Start of Data excerpts

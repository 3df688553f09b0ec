//! Application state for the bookstore HTTP server.
//!
//! Contains all shared resources needed by HTTP handlers:
//! - Stores (catalog, orders, users, favorites)
//! - Readiness probe
//! - Token and password seams

use axum::extract::FromRef;
use bookstore_auth::{PasswordHasher, TokenIssuer, TokenVerifier};
use bookstore_core::store::{
    BookStore, CarouselStore, CategoryStore, FavoriteStore, OrderStore, ReadinessProbe, UserStore,
};
use std::sync::Arc;

/// Application state shared across all HTTP handlers.
///
/// Every dependency is a trait object so that the same router runs against
/// the `PostgreSQL` stores in production and the in-memory stores in tests.
/// Cloning is cheap (`Arc`s only).
#[derive(Clone)]
pub struct AppState {
    /// Book catalog
    pub books: Arc<dyn BookStore>,
    /// Category navigation
    pub categories: Arc<dyn CategoryStore>,
    /// Home page carousel
    pub carousels: Arc<dyn CarouselStore>,
    /// Orders
    pub orders: Arc<dyn OrderStore>,
    /// Accounts, addresses and statistics
    pub users: Arc<dyn UserStore>,
    /// Wishlist
    pub favorites: Arc<dyn FavoriteStore>,
    /// Dependency check behind `/ready`
    pub readiness: Arc<dyn ReadinessProbe>,
    /// Issues tokens on login
    pub token_issuer: Arc<dyn TokenIssuer>,
    /// Verifies bearer tokens
    pub token_verifier: Arc<dyn TokenVerifier>,
    /// Hashes and verifies passwords
    pub passwords: Arc<dyn PasswordHasher>,
}

impl AppState {
    /// Build a state where one value provides every store.
    ///
    /// # Arguments
    ///
    /// - `store`: implements all store traits and the readiness probe
    /// - `tokens`: issues and verifies tokens
    /// - `passwords`: password hasher
    #[must_use]
    pub fn from_shared_store<S, T, P>(store: S, tokens: T, passwords: P) -> Self
    where
        S: BookStore
            + CategoryStore
            + CarouselStore
            + OrderStore
            + UserStore
            + FavoriteStore
            + ReadinessProbe
            + 'static,
        T: TokenIssuer + TokenVerifier + 'static,
        P: PasswordHasher + 'static,
    {
        let store = Arc::new(store);
        let tokens = Arc::new(tokens);
        Self {
            books: store.clone(),
            categories: store.clone(),
            carousels: store.clone(),
            orders: store.clone(),
            users: store.clone(),
            favorites: store.clone(),
            readiness: store,
            token_issuer: tokens.clone(),
            token_verifier: tokens,
            passwords: Arc::new(passwords),
        }
    }
}

// Lets the shared readiness handler extract its probe from AppState
impl FromRef<AppState> for Arc<dyn ReadinessProbe> {
    fn from_ref(app_state: &AppState) -> Self {
        app_state.readiness.clone()
    }
}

End of Data excerpts

## Your assignment
A complete, exact copy of the records is what is needed.

## Solution for this exercise
repository 3df688553f09b0ec
//! Application state for the bookstore HTTP server.
//!
//! Contains all shared resources needed by HTTP handlers:
//! - Stores (catalog, orders, users, favorites)
//! - Readiness probe
//! - Token and password seams

use axum::extract::FromRef;
use bookstore_auth::{PasswordHasher, TokenIssuer, TokenVerifier};
use bookstore_core::store::{
    BookStore, CarouselStore, CategoryStore, FavoriteStore, OrderStore, ReadinessProbe, UserStore,
};
use std::sync::Arc;

/// Application state shared across all HTTP handlers.
///
/// Every dependency is a trait object so that the same router runs against
/// the `PostgreSQL` stores in production and the in-memory stores in tests.
/// Cloning is cheap (`Arc`s only).
#[derive(Clone)]
pub struct AppState {
    /// Book catalog
    pub books: Arc<dyn BookStore>,
    /// Category navigation
    pub categories: Arc<dyn CategoryStore>,
    /// Home page carousel
    pub carousels: Arc<dyn CarouselStore>,
    /// Orders
    pub orders: Arc<dyn OrderStore>,
    /// Accounts, addresses and statistics
    pub users: Arc<dyn UserStore>,
    /// Wishlist
    pub favorites: Arc<dyn FavoriteStore>,
    /// Dependency check behind `/ready`
    pub readiness: Arc<dyn ReadinessProbe>,
    /// Issues tokens on login
    pub token_issuer: Arc<dyn TokenIssuer>,
    /// Verifies bearer tokens
    pub token_verifier: Arc<dyn TokenVerifier>,
    /// Hashes and verifies passwords
    pub passwords: Arc<dyn PasswordHasher>,
}

impl AppState {
    /// Build a state where one value provides every store.
    ///
    /// # Arguments
    ///
    /// - `store`: implements all store traits and the readiness probe
    /// - `tokens`: issues and verifies tokens
    /// - `passwords`: password hasher
    #[must_use]
    pub fn from_shared_store<S, T, P>(store: S, tokens: T, passwords: P) -> Self
    where
        S: BookStore
            + CategoryStore
            + CarouselStore
            + OrderStore
            + UserStore
            + FavoriteStore
            + ReadinessProbe
            + 'static,
        T: TokenIssuer + TokenVerifier + 'static,
        P: PasswordHasher + 'static,
    {
        let store = Arc::new(store);
        let tokens = Arc::new(tokens);
        Self {
            books: store.clone(),
            categories: store.clone(),
            carousels: store.clone(),
            orders: store.clone(),
            users: store.clone(),
            favorites: store.clone(),
            readiness: store,
            token_issuer: tokens.clone(),
            token_verifier: tokens,
            passwords: Arc::new(passwords),
        }
    }
}

// Lets the shared readiness handler extract its probe from AppState
impl FromRef<AppState> for Arc<dyn ReadinessProbe> {
    fn from_ref(app_state: &AppState) -> Self {
        app_state.readiness.clone()
    }
}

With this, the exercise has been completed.